### What you have to do
From the data underneath, reproduce exactly the stretch that begins at the line with "if *count >" and ends after the line with "fn write_table<W: Write>(out: &mut".

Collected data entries
+-------+
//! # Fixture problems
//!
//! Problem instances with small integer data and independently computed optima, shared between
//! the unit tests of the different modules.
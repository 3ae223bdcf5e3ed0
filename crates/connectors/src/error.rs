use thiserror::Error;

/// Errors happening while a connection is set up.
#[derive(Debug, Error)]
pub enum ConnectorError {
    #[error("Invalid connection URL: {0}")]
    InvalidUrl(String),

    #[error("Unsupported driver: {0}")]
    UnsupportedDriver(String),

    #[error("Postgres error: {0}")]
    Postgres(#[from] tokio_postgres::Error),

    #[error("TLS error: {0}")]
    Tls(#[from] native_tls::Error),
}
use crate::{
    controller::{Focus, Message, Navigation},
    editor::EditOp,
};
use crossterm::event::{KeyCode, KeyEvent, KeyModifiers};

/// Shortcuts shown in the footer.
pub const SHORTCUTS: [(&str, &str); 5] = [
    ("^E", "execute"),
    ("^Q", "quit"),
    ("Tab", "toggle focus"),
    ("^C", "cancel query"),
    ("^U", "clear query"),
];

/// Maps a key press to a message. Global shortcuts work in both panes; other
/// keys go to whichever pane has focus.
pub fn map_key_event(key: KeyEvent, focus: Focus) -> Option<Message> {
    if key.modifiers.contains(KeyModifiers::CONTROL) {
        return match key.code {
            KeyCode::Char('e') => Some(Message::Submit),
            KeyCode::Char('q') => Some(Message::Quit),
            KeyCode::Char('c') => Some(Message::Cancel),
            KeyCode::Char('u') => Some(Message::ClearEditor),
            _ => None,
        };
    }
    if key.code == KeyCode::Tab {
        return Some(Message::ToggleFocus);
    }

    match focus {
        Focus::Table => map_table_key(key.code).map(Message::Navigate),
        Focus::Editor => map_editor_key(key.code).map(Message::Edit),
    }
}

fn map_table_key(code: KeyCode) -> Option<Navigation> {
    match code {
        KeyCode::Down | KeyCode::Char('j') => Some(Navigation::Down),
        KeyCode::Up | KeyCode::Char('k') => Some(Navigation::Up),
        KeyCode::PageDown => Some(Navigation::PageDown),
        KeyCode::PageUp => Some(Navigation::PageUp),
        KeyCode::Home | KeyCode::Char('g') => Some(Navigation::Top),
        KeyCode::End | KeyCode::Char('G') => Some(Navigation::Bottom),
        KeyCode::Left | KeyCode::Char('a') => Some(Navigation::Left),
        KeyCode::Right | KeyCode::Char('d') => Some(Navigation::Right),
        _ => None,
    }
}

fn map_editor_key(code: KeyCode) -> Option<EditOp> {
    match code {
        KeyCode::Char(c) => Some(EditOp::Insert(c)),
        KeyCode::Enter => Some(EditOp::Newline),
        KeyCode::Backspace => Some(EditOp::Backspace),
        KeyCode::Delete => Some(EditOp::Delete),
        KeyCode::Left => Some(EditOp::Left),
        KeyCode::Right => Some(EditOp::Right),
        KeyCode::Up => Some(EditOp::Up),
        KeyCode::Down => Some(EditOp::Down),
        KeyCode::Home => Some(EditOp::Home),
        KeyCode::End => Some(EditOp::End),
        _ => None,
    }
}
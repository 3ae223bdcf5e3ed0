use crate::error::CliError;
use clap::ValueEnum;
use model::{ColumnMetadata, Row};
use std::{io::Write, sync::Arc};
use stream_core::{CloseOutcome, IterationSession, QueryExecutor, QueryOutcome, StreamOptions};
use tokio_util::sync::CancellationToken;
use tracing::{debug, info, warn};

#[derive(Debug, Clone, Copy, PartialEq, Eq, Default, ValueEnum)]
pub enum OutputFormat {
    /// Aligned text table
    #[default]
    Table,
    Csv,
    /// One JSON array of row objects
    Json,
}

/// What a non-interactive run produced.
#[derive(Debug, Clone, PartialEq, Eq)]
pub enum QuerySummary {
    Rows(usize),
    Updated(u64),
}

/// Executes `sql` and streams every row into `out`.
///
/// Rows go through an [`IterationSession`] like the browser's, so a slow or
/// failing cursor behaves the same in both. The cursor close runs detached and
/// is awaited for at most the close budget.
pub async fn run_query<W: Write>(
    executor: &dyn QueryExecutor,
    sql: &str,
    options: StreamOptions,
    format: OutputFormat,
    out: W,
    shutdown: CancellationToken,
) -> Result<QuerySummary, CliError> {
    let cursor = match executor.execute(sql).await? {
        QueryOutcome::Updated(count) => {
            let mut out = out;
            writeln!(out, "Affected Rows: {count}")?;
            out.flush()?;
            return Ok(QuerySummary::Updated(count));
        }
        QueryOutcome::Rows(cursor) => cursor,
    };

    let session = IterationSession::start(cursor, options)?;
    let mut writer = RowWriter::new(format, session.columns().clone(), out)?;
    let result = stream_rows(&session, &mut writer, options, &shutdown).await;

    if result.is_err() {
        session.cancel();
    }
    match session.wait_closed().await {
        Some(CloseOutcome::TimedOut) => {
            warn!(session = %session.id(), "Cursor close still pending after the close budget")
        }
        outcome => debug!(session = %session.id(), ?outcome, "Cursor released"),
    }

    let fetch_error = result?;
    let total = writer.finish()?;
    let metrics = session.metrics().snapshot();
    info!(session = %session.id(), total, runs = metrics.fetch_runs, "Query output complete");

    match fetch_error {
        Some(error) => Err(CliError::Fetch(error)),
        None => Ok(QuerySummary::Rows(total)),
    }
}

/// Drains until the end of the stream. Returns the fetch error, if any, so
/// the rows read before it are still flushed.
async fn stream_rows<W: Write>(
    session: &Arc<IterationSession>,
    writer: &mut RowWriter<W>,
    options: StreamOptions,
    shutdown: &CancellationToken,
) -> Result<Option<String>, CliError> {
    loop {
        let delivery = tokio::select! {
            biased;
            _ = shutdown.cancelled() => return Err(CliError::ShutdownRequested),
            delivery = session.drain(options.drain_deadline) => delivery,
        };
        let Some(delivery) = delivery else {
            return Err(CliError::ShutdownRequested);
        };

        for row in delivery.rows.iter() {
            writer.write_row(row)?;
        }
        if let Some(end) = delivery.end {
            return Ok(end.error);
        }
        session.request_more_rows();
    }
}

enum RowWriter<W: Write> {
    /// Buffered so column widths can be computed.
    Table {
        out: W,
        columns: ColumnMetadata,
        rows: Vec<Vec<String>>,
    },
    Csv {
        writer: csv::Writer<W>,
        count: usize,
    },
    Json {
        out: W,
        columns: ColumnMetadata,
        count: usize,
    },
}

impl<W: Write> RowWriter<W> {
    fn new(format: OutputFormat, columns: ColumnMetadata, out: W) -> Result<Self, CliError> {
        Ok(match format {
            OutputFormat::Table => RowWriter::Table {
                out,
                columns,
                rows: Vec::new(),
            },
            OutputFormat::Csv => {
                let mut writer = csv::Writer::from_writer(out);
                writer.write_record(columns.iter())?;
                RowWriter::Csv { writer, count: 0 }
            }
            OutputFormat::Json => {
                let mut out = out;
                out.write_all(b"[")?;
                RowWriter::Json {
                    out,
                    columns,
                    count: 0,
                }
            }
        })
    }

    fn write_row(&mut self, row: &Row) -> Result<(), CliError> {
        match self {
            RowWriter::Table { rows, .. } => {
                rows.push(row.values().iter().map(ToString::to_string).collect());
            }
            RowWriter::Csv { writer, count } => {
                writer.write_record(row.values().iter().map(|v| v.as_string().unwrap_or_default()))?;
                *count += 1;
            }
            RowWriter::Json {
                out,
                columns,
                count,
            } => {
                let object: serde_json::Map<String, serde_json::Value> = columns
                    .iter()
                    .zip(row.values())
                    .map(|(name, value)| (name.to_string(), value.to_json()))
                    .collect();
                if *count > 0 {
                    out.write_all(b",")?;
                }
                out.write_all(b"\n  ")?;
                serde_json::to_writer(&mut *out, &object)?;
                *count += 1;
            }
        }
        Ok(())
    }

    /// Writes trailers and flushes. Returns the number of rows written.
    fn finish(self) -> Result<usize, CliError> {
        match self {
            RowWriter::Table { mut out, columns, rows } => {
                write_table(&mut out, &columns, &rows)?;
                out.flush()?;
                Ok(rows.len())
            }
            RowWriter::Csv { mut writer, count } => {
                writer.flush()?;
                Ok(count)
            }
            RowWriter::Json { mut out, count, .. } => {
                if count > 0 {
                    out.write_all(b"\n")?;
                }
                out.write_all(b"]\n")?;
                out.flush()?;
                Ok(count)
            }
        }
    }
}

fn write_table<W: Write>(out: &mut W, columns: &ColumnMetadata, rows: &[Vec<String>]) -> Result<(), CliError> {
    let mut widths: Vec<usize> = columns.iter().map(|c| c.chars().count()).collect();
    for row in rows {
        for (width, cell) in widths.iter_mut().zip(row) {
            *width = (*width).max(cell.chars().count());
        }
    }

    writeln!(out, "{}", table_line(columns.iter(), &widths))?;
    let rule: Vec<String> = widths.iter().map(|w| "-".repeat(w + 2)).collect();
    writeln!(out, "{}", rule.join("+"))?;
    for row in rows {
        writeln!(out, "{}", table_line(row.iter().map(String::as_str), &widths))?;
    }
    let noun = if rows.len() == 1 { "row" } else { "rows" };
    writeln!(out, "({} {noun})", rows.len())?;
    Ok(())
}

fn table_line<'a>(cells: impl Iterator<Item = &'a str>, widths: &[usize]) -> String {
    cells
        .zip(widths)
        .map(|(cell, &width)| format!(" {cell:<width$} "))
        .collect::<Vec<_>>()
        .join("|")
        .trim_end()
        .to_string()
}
+-------+
### Task result
                if *count > 0 {
                    out.write_all(b",")?;
                }
                out.write_all(b"\n  ")?;
                serde_json::to_writer(&mut *out, &object)?;
                *count += 1;
            }
        }
        Ok(())
    }

    /// Writes trailers and flushes. Returns the number of rows written.
    fn finish(self) -> Result<usize, CliError> {
        match self {
            RowWriter::Table { mut out, columns, rows } => {
                write_table(&mut out, &columns, &rows)?;
                out.flush()?;
                Ok(rows.len())
            }
            RowWriter::Csv { mut writer, count } => {
                writer.flush()?;
                Ok(count)
            }
            RowWriter::Json { mut out, count, .. } => {
                if count > 0 {
                    out.write_all(b"\n")?;
                }
                out.write_all(b"]\n")?;
                out.flush()?;
                Ok(count)
            }
        }
    }
}

fn write_table<W: Write>(out: &mut W, columns: &ColumnMetadata, rows: &[Vec<String>]) -> Result<(), CliError> {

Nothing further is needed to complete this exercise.